Sebelumnya, hakim kasasi Mahkamah Agung menyatakan Nuril bersalah atas sangkaan "mendistribusikan atau mentransmisikan konten kesusilaan" yang tertera dalam pasal 27 ayat 1 Undang-Undang Informasi dan Transaksi Elektronik (ITE).
Putusan MA ini membatalkan vonis yang ditetapkan oleh Pengadilan Negeri Kota Mataram pada Juli tahun lalu yang menyatakan Baiq Nuril tidak bersalah dan dia dibebaskan dari status tahanan kota.
Namun, pegiat Institute for Criminal Justice Reform, ICJR, Maidina Rahmawati, mempertanyakan putusan MA, yang menurutnya sebagai kriminalisasi atas apa yang dilakukan oleh Baiq Nuril, yakni merekam percakapan kepala sekolahnya yang dia tuding bernada mesum.

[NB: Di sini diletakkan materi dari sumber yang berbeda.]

//! Logging setup shared by the supervisor and its subordinates.
//!
//! # Environment Variables
//!
//! - `APKX_LOG` - Log filter (overrides RUST_LOG)
//! - `APKX_LOG_LEVEL` - Log level: error, warn, info, debug, trace
//! - `APKX_LOG_FORMAT` - Output format: pretty, compact, json
//! - `APKX_LOG_FILE` - Path to log file (in addition to stderr)
//! - `RUST_LOG` - Standard Rust log filter (fallback)
//!
//! Subordinates inherit the supervisor's effective filter through
//! `APKX_LOG`, so `-vv` on the command line also raises their verbosity.
//!
//! # Example
//!
//! ```no_run
//! use apkx::logging::{LogConfig, init};
//!
//! init(LogConfig::for_cli().with_env_overrides());
//! ```

use std::io::IsTerminal;
use std::path::{Path, PathBuf};
use std::str::FromStr;

use tracing::Level;
use tracing_appender::rolling::{RollingFileAppender, Rotation};
use tracing_subscriber::{
    EnvFilter, Layer, Registry,
    fmt::{self, MakeWriter, format::FmtSpan},
    layer::SubscriberExt,
    util::SubscriberInitExt,
};

/// Log filter variable; also how subordinates receive the supervisor's filter.
pub const LOG_FILTER_ENV: &str = "APKX_LOG";
pub const LOG_LEVEL_ENV: &str = "APKX_LOG_LEVEL";
pub const LOG_FORMAT_ENV: &str = "APKX_LOG_FORMAT";
pub const LOG_FILE_ENV: &str = "APKX_LOG_FILE";

/// Log output format.
#[derive(Debug, Clone, Copy, Default, PartialEq, Eq)]
pub enum LogFormat {
    /// Human-readable multi-field format
    #[default]
    Pretty,
    /// Compact single-line format
    Compact,
    /// JSON format for log aggregation systems
    Json,
}

impl FromStr for LogFormat {
    type Err = String;

    fn from_str(s: &str) -> Result<Self, Self::Err> {
        match s.to_lowercase().as_str() {
            "pretty" | "full" => Ok(Self::Pretty),
            "compact" => Ok(Self::Compact),
            "json" => Ok(Self::Json),
            _ => Err(format!(
                "Unknown log format: '{}'. Valid options: pretty, compact, json",
                s
            )),
        }
    }
}

impl std::fmt::Display for LogFormat {
    fn fmt(&self, f: &mut std::fmt::Formatter<'_>) -> std::fmt::Result {
        match self {
            Self::Pretty => write!(f, "pretty"),
            Self::Compact => write!(f, "compact"),
            Self::Json => write!(f, "json"),
        }
    }
}

/// Log rotation for file output.
#[derive(Debug, Clone, Copy, Default, PartialEq, Eq)]
pub enum LogRotation {
    Hourly,
    #[default]
    Daily,
    /// Single file, never rotated
    Never,
}

impl FromStr for LogRotation {
    type Err = String;

    fn from_str(s: &str) -> Result<Self, Self::Err> {
        match s.to_lowercase().as_str() {
            "hourly" => Ok(Self::Hourly),
            "daily" => Ok(Self::Daily),
            "never" => Ok(Self::Never),
            _ => Err(format!(
                "Unknown log rotation: '{}'. Valid options: hourly, daily, never",
                s
            )),
        }
    }
}

impl From<LogRotation> for Rotation {
    fn from(rotation: LogRotation) -> Self {
        match rotation {
            LogRotation::Hourly => Rotation::HOURLY,
            LogRotation::Daily => Rotation::DAILY,
            LogRotation::Never => Rotation::NEVER,
        }
    }
}

/// Logging configuration.
///
/// Use the builder methods to customize, then pass to [`init`].
#[derive(Debug, Clone)]
pub struct LogConfig {
    /// Base log level (default: WARN)
    pub level: Level,
    /// Log format (default: Compact)
    pub format: LogFormat,
    /// Path to log file (None = stderr only)
    pub file_path: Option<PathBuf>,
    /// Log rotation for file output (default: Never)
    pub rotation: LogRotation,
    /// Log span timing on close
    pub span_events: bool,
    /// Custom filter string (overrides level if set)
    pub filter: Option<String>,
    /// Show target module in logs
    pub show_target: bool,
    /// Show thread names, which carry the worker id
    pub show_thread_names: bool,
}

impl Default for LogConfig {
    fn default() -> Self {
        Self {
            level: Level::WARN,
            format: LogFormat::Compact,
            file_path: None,
            rotation: LogRotation::Never,
            span_events: false,
            filter: None,
            show_target: false,
            show_thread_names: false,
        }
    }
}

impl LogConfig {
    pub fn new() -> Self {
        Self::default()
    }

    /// Preset for the command-line supervisor.
    ///
    /// Thread names are shown so events can be traced to their worker.
    pub fn for_cli() -> Self {
        Self {
            show_thread_names: true,
            ..Self::default()
        }
    }

    /// Preset for a subordinate process. Its stderr is shared with the
    /// supervisor, so it stays terse.
    pub fn for_subordinate() -> Self {
        Self::default()
    }

    pub fn with_level(mut self, level: Level) -> Self {
        self.level = level;
        self
    }

    pub fn with_format(mut self, format: LogFormat) -> Self {
        self.format = format;
        self
    }

    pub fn with_file(mut self, path: PathBuf) -> Self {
        self.file_path = Some(path);
        self
    }

    pub fn with_rotation(mut self, rotation: LogRotation) -> Self {
        self.rotation = rotation;
        self
    }

    pub fn with_span_events(mut self, enabled: bool) -> Self {
        self.span_events = enabled;
        self
    }

    pub fn with_filter(mut self, filter: String) -> Self {
        self.filter = Some(filter);
        self
    }

    /// Apply environment variable overrides.
    ///
    /// Reads `APKX_LOG` or `RUST_LOG` for the filter and `APKX_LOG_LEVEL` for
    /// the level, but only when no filter was set from the command line.
    /// `APKX_LOG_FORMAT` replaces the format; `APKX_LOG_FILE` applies only
    /// when no file was set.
    pub fn with_env_overrides(self) -> Self {
        self.with_overrides_from(|key| std::env::var(key).ok())
    }

    fn with_overrides_from(mut self, var: impl Fn(&str) -> Option<String>) -> Self {
        if self.filter.is_none() {
            self.filter = var(LOG_FILTER_ENV).or_else(|| var("RUST_LOG"));
        }

        if self.filter.is_none()
            && let Some(level) = var(LOG_LEVEL_ENV).as_deref().and_then(parse_level)
        {
            self.level = level;
        }

        if let Some(format) = var(LOG_FORMAT_ENV)
            && let Ok(f) = format.parse()
        {
            self.format = f;
        }

        if self.file_path.is_none()
            && let Some(path) = var(LOG_FILE_ENV)
        {
            self.file_path = Some(PathBuf::from(path));
        }

        self
    }

    /// The filter string this configuration resolves to.
    pub fn effective_filter(&self) -> String {
        match &self.filter {
            Some(filter) => filter.clone(),
            None => self.level.to_string().to_lowercase(),
        }
    }

    fn build_filter(&self) -> EnvFilter {
        let fallback = || EnvFilter::new(self.level.to_string().to_lowercase());
        match &self.filter {
            Some(filter) => EnvFilter::try_new(filter).unwrap_or_else(|_| {
                eprintln!("Warning: Invalid log filter '{}', using default", filter);
                fallback()
            }),
            None => fallback(),
        }
    }

    fn span_events(&self) -> FmtSpan {
        if self.span_events {
            FmtSpan::CLOSE
        } else {
            FmtSpan::NONE
        }
    }
}

/// Parse a log level string.
fn parse_level(s: &str) -> Option<Level> {
    match s.to_lowercase().as_str() {
        "error" => Some(Level::ERROR),
        "warn" | "warning" => Some(Level::WARN),
        "info" => Some(Level::INFO),
        "debug" => Some(Level::DEBUG),
        "trace" => Some(Level::TRACE),
        _ => None,
    }
}

fn file_appender(path: &Path, rotation: LogRotation) -> RollingFileAppender {
    let parent = path
        .parent()
        .filter(|p| !p.as_os_str().is_empty())
        .unwrap_or(Path::new("."));
    let file_name = path
        .file_name()
        .and_then(|n| n.to_str())
        .unwrap_or("apkx.log");
    RollingFileAppender::new(rotation.into(), parent, file_name)
}

/// Initialize the global tracing subscriber.
///
/// Logs go to stderr, and also to `config.file_path` when set. Call once at
/// startup; later calls are silently ignored.
pub fn init(config: LogConfig) {
    let mut layers = vec![fmt_layer(
        &config,
        std::io::stderr,
        std::io::stderr().is_terminal(),
    )];
    if let Some(path) = &config.file_path {
        layers.push(fmt_layer(
            &config,
            file_appender(path, config.rotation),
            false,
        ));
    }

    // Already initialized elsewhere (tests); keep the first subscriber.
    let _ = tracing_subscriber::registry()
        .with(layers)
        .with(config.build_filter())
        .try_init();
}

type BoxedLayer = Box<dyn Layer<Registry> + Send + Sync>;

fn fmt_layer<W>(config: &LogConfig, writer: W, ansi: bool) -> BoxedLayer
where
    W: for<'w> MakeWriter<'w> + Send + Sync + 'static,
{
    let layer = fmt::layer()
        .with_writer(writer)
        .with_ansi(ansi)
        .with_target(config.show_target)
        .with_thread_names(config.show_thread_names)
        .with_span_events(config.span_events());
    match config.format {
        LogFormat::Json => layer.json().boxed(),
        LogFormat::Compact => layer.compact().boxed(),
        LogFormat::Pretty => layer.pretty().boxed(),
    }
}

"Dalam hal ini bu Nuril jelas dia mau melindungi diri sendiri dari tindakan yang dilakukan kepala sekolahnya. Itu kan sebetulnya itu modal dia untuk membuktikan diri sebagai korban," ujar Maidina.
Dia memandang putusan ini bisa jadi preseden buruk bagi para korban kerasan seksual.
"Kalau tindakan perekaman itu menurut MA sampai tingkat PK sebagai tindakan yang ilegal, nantinya itu akan jadi preseden buruk bagi korban-korban kekerasan seksual yang ingin membuktikan bahwa dia adalah korban," kata Maidina.
Perlindungan hakim terhadap perempuan korban pelecehan seksual pun dipertanyakan Maidina.
Sebab dalam Peraturan Mahkamah Agung (Perma) Nomor 3 tahun 2017 tentang Pedoman Mengadili Perempuan Berhadapan dengan Hukum, yang menjelaskan dalam pemeriksaan perkara, hakim diminta mempertimbangkan beberapa aspek kesetaraan gender dan nondiskriminasi dalam proses identifikasi fakta persidangan
"Dia harus melihat apakah dia benar-benar pelaku, apakah ada relasi kuasa yang menyebabkan perempuan sebagai pelaku," kata Maidina.

Korban kekerasan seksual akan takut melapor
Pertimbangan bahwa kasus ini akan membuat membuat korban menjadi takut untuk melaporkan kekerasan seksual yang terjadi terhadapnya, menjadi salah satu alasan tim kuasa hukum Baiq Nuril dalam pengajuan amnesti.
"Kami melihatnya bahwa kalau kasus ini tetap berjalan seperti sekarang ini, ini menjadikan korban-korban menjadi takut untuk melaporkan," ujar Joko.
"Ketika korban sudah tidak mau melaporkan akan terjadi impunitas terhadap pelaku-pelaku tindak kekerasan seksual," imbuhnya.